ShPCFHNet: shepherd parallel convolutional forward harmonic net for spinal cord injury detection using CT images.
Authors
Affiliations (2)
Affiliations (2)
- Department of Information Technology, SVKM's Institute of Technology, Dhule, Maharashtra, India. [email protected].
- Department of Information Technology, SVKM's Institute of Technology, Dhule, Maharashtra, India.
Abstract
Computed Tomography (CT)has gained recognition as the leading imaging method, extensively used in the diagnosis of spinal cord injuries. The reliance on CT imaging for acute care in patients with Spinal Cord Injury (SCI) has expanded rapidly. However, the diagnosis of initial clinical injury is crucial to accurately predict functional prediction, which is a difficult task for both clinicians and radiologists. To conquer this issue, an efficient model based on SCI detection is proposed, named as Shepard Parallel Convolutional Forward Harmonic Net (ShPCFHNet).

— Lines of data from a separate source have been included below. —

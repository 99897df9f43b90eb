pub mod backend;
pub mod ir;
pub mod lowerer;
pub mod sink;

use crate::config::Config;
use crate::error::Result;
use crate::v3::codegen::backend::{go, Artifact, CodegenBackend};
use crate::v3::codegen::ir::Program;
use crate::v3::codegen::lowerer::Lowerer;
use crate::v3::Document;
use crate::writer::Writer;

use log::{debug, info};
use std::path::PathBuf;

/// Lowers loaded documents into a [`Program`].
#[derive(Debug, Clone)]
pub struct Compiler {
    config: Config,
}

impl Compiler {
    pub fn new(config: Config) -> Self {
        Self { config }
    }

    pub fn config(&self) -> &Config {
        &self.config
    }

    pub fn compile(&self, document: &Document) -> Result<Program> {
        debug!("compiling `{}`", document.spec.info.title);
        let program =
            Lowerer::new(&document.spec).lower(document.canonical_json(), self.config.clone())?;
        program.check_ref_closure()?;
        Ok(program)
    }
}

impl Program {
    /// Components and router artifacts emitted by the Go backend.
    pub fn artifacts(&self) -> Result<Vec<Artifact>> {
        self.artifacts_with(&mut go::Codegen::default())
    }

    pub fn artifacts_with(&self, backend: &mut dyn CodegenBackend) -> Result<Vec<Artifact>> {
        let components = backend.generate_components(self)?;
        let router = backend.generate_router(self)?;
        Ok(vec![components, router])
    }

    /// Emits every artifact before writing any, so a failing emission leaves
    /// the output directories untouched.
    pub fn render(&self, writer: &dyn Writer) -> Result<Vec<PathBuf>> {
        let artifacts = self.artifacts()?;
        let mut written = Vec::with_capacity(artifacts.len());
        for artifact in &artifacts {
            writer.write(artifact)?;
            info!("wrote {}", artifact.path.display());
            written.push(artifact.path.clone());
        }
        Ok(written)
    }
}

The first step involves improving the CT image by applying logarithmic transformations in the enhancement phase. Spinal cord segmentation is then performed with the aid of the proposed Dual-branch UNet, whose loss function is adapted using Sensitivity-Specificity Loss (SSL). Following this, disc localization is carried out using an active contour model, and feature extraction is subsequently performed. The final step involves detecting SCI using ShPCFHNet, which combines the Shepard Convolutional Neural Network (ShCNN) and Parallel Convolutional Neural Network (PCNN) with Harmonic analysis. The proposed model achieved performance metrics of 91.397% accuracy, 92.684% True Positive Rate (TPR), and 90.366% True Negative Rate (TNR).